Zviran A, Schulman RC, Shah M, Hill STK, Deochand S, Khamnei CC, Maloney D, Patel K, Liao W, Widman AJ, Wong P, Callahan MK, Ha G, Reed S, Rotem D, Frederick D, Sharova T, Miao B, Kim T, Gydush G, Rhoades J, Huang KY, Omans ND, Bolan PO, Lipsky AH, Ang C, Malbari M, Spinelli CF, Kazancioglu S, Runnels AM, Fennessey S, Stolte C, Gaiti F, Inghirami GG, Adalsteinsson V, Houck-Loomis B, Ishii J, Wolchok JD, Boland G, Robine N, Altorki NK, Landau DA.
Nature Medicine , (2020).
DOI
10.1038/s41591-020-0915-3
Twitter
Tweet this page

Abstract

In many areas of oncology, we lack sensitive tools to track low-burden disease. Although cell-free DNA (cfDNA) shows promise in detecting cancer mutations, we found that the combination of low tumor fraction (TF) and limited number of DNA fragments restricts low-disease-burden monitoring through the prevailing deep targeted sequencing paradigm. We reasoned that breadth may supplant depth of sequencing to overcome the barrier of cfDNA abundance.
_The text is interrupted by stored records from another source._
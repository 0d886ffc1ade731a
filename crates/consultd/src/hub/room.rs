//! Live membership of one consultation session.
//!
//! A `Room` holds at most one `ClientHandle` per user. It never touches a
//! socket: delivering a frame means a non-blocking push onto the client's
//! bounded outbound queue, and closing a client means cancelling its token
//! and dropping the queue sender. The client's own tasks do the rest.

use std::collections::HashMap;
use std::sync::Arc;

use consult_core::{Participants, SessionId, UserId};
use tokio::sync::mpsc::{self, error::TrySendError};
use tokio_util::sync::CancellationToken;
use tracing::{debug, warn};

use super::commands::LeaveReason;
use crate::client::ConnectionId;

/// Pre-serialized frame shared by every recipient of a broadcast.
pub type OutboundFrame = Arc<str>;

/// The room's registry entry for one connected client.
///
/// Owns the sending half of the client's outbound queue. Dropping the
/// handle closes the queue; the client's write task drains what is left
/// and then closes the socket.
#[derive(Debug)]
pub struct ClientHandle {
    user_id: UserId,
    connection_id: ConnectionId,
    outbound: mpsc::Sender<OutboundFrame>,
    cancel: CancellationToken,
}

impl ClientHandle {
    pub fn new(
        user_id: UserId,
        connection_id: ConnectionId,
        outbound: mpsc::Sender<OutboundFrame>,
        cancel: CancellationToken,
    ) -> Self {
        Self {
            user_id,
            connection_id,
            outbound,
            cancel,
        }
    }

    pub fn user_id(&self) -> UserId {
        self.user_id
    }

    pub fn connection_id(&self) -> ConnectionId {
        self.connection_id
    }

    /// Non-blocking enqueue.
    pub fn try_deliver(&self, frame: &OutboundFrame) -> Result<(), TrySendError<OutboundFrame>> {
        self.outbound.try_send(Arc::clone(frame))
    }

    /// Forcibly closes the client: both tasks stop without draining the queue.
    pub fn close(self) {
        self.cancel.cancel();
    }

    /// Closes the queue after a final notice; the write task flushes it first.
    pub fn close_with_notice(self, notice: &OutboundFrame) {
        if self.try_deliver(notice).is_err() {
            // Queue full or gone: nothing will be flushed, stop immediately
            self.cancel.cancel();
        }
    }
}

/// A client removed from the room as a side effect of a broadcast.
#[derive(Debug, Clone, PartialEq, Eq)]
pub struct Eviction {
    pub user_id: UserId,
    pub connection_id: ConnectionId,
    pub reason: LeaveReason,
}

/// Result of fanning a frame out to a room.
#[derive(Debug, Default, Clone, PartialEq, Eq)]
pub struct BroadcastOutcome {
    /// Clients the frame was queued for
    pub delivered: usize,
    /// Clients removed because their queue was full or closed
    pub evicted: Vec<Eviction>,
}

/// Point-in-time view of a room, returned on registration.
#[derive(Debug, Clone, PartialEq, Eq)]
pub struct RoomSnapshot {
    pub session_id: SessionId,
    pub participants: Participants,
    pub members: Vec<UserId>,
}

/// Runtime instance of one consultation session.
#[derive(Debug)]
pub struct Room {
    session_id: SessionId,
    participants: Participants,
    clients: HashMap<UserId, ClientHandle>,
}

impl Room {
    pub fn new(session_id: SessionId, participants: Participants) -> Self {
        Self {
            session_id,
            participants,
            clients: HashMap::with_capacity(2),
        }
    }

    pub fn session_id(&self) -> SessionId {
        self.session_id
    }

    pub fn participants(&self) -> &Participants {
        &self.participants
    }

    pub fn len(&self) -> usize {
        self.clients.len()
    }

    pub fn is_empty(&self) -> bool {
        self.clients.is_empty()
    }

    /// Member user ids in ascending order.
    pub fn members(&self) -> Vec<UserId> {
        let mut members: Vec<UserId> = self.clients.keys().copied().collect();
        members.sort_unstable();
        members
    }

    pub fn snapshot(&self) -> RoomSnapshot {
        RoomSnapshot {
            session_id: self.session_id,
            participants: self.participants,
            members: self.members(),
        }
    }

    /// Installs a client, returning the handle it replaced (if any).
    ///
    /// The caller is responsible for closing the replaced handle.
    pub fn add(&mut self, handle: ClientHandle) -> Option<ClientHandle> {
        self.clients.insert(handle.user_id(), handle)
    }

    /// Removes the user's entry if it belongs to `connection_id`.
    ///
    /// Idempotent. A stale connection never removes its replacement.
    pub fn remove(&mut self, user_id: UserId, connection_id: ConnectionId) -> Option<ClientHandle> {
        match self.clients.get(&user_id) {
            Some(handle) if handle.connection_id() == connection_id => {
                self.clients.remove(&user_id)
            }
            _ => None,
        }
    }

    /// Queues `frame` for every member except `exclude` without ever waiting.
    ///
    /// A member whose queue is full is a slow consumer: it is closed and
    /// removed so it cannot stall delivery to the other participant.
    pub fn broadcast(&mut self, frame: &OutboundFrame, exclude: Option<UserId>) -> BroadcastOutcome {
        let mut outcome = BroadcastOutcome::default();
        let mut failed = Vec::new();

        for (user_id, client) in &self.clients {
            if Some(*user_id) == exclude {
                continue;
            }

            match client.try_deliver(frame) {
                Ok(()) => outcome.delivered += 1,
                Err(TrySendError::Full(_)) => {
                    warn!(
                        session_id = %self.session_id,
                        user_id = %user_id,
                        connection_id = %client.connection_id(),
                        "Outbound queue full, evicting slow consumer"
                    );
                    failed.push((*user_id, LeaveReason::SlowConsumer));
                }
                Err(TrySendError::Closed(_)) => {
                    debug!(
                        session_id = %self.session_id,
                        user_id = %user_id,
                        "Outbound queue closed, removing client"
                    );
                    failed.push((*user_id, LeaveReason::Disconnected));
                }
            }
        }

        for (user_id, reason) in failed {
            if let Some(handle) = self.clients.remove(&user_id) {
                outcome.evicted.push(Eviction {
                    user_id,
                    connection_id: handle.connection_id(),
                    reason,
                });
                handle.close();
            }
        }

        outcome
    }

    /// Queues a frame for a single connection. Returns false if it is not
    /// a member or its queue cannot take the frame.
    pub fn send_to(&self, connection_id: ConnectionId, frame: &OutboundFrame) -> bool {
        self.clients
            .values()
            .find(|c| c.connection_id() == connection_id)
            .map(|c| c.try_deliver(frame).is_ok())
            .unwrap_or(false)
    }

    /// Closes every client, queueing `notice` first when there is room for it.
    ///
    /// Returns the handles' `(user_id, connection_id)` for event reporting.
    pub fn close(self, notice: Option<&OutboundFrame>) -> Vec<(UserId, ConnectionId)> {
        let mut closed = Vec::with_capacity(self.clients.len());
        for (user_id, handle) in self.clients {
            closed.push((user_id, handle.connection_id()));
            match notice {
                Some(notice) => handle.close_with_notice(notice),
                None => handle.close(),
            }
        }
        closed
    }
}
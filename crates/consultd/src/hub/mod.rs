//! Session room hub using the Actor pattern.
//!
//! The hub is the single authority over which consultation rooms exist and
//! who is in them. It receives commands via a tokio mpsc channel and applies
//! them one at a time, so registry reads-then-writes never interleave.
//!
//! # Architecture
//!
//! ```text
//! ┌─────────────────┐     ┌─────────────────┐     ┌─────────────────┐
//! │  Client tasks   │────▶│    HubActor     │────▶│ Outbound queues │
//! └─────────────────┘     └─────────────────┘     └─────────────────┘
//!         │                       │                       │
//!         │   HubCommand          │   try_send            │
//!         │   (mpsc channel)      │   (never blocks)      │
//!         ▼                       ▼                       ▼
//!  Register/Unregister     HashMap<SessionId,       Write task per
//!  Broadcast/EndSession    Room>                    connection
//! ```
//!
//! Session-end transitions reach the hub through [`watch_session_ends`],
//! which forwards the session store's "ended" events as `EndSession`.

use tokio::sync::{broadcast, mpsc};
use tokio::task::JoinHandle;
use tracing::{debug, info, warn};

use consult_core::SessionId;

mod actor;
mod commands;
mod handle;
mod room;

pub use actor::{HubActor, MAX_ENDED_SESSIONS};
pub use commands::{HubCommand, HubError, LeaveReason, Registration, RoomEvent};
pub use handle::HubHandle;
pub use room::{BroadcastOutcome, ClientHandle, Eviction, OutboundFrame, Room, RoomSnapshot};

/// Default command buffer size
pub const DEFAULT_COMMAND_BUFFER: usize = 256;

/// Room event buffer size
const EVENT_BUFFER: usize = 256;

/// Spawn the hub actor and return a handle for interaction.
pub fn spawn_hub(command_buffer: usize) -> HubHandle {
    let (cmd_tx, cmd_rx) = mpsc::channel(command_buffer.max(1));
    let (event_tx, _) = broadcast::channel(EVENT_BUFFER);

    let actor = HubActor::new(cmd_rx, event_tx.clone());
    tokio::spawn(actor.run());

    HubHandle::new(cmd_tx, event_tx)
}

/// Spawn a task that ends rooms as the session store reports ended sessions.
///
/// The task stops when the store's channel closes or the hub shuts down.
pub fn watch_session_ends(
    hub: HubHandle,
    mut ended: broadcast::Receiver<SessionId>,
) -> JoinHandle<()> {
    tokio::spawn(async move {
        loop {
            match ended.recv().await {
                Ok(session_id) => {
                    info!(session_id = %session_id, "Session ended upstream");
                    if hub.end_session(session_id).await.is_err() {
                        debug!("Session end watcher stopping: hub channel closed");
                        break;
                    }
                }
                Err(broadcast::error::RecvError::Lagged(n)) => {
                    warn!(skipped = n, "Session end watcher lagged, skipped events");
                }
                Err(broadcast::error::RecvError::Closed) => {
                    debug!("Session end channel closed");
                    break;
                }
            }
        }
    })
}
Whole-genome sequencing (WGS) of cfDNA allowed ultra-sensitive detection, capitalizing on the cumulative signal of thousands of somatic mutations observed in solid malignancies, with TF detection sensitivity as low as 10-5. The WGS approach enabled dynamic tumor burden tracking and postoperative residual disease detection, associated with adverse outcome. Thus, we present an orthogonal framework for cfDNA cancer monitoring via genome-wide mutational integration, enabling ultra-sensitive detection, overcoming the limitation of cfDNA abundance and empowering treatment optimization in low-disease-burden oncology care.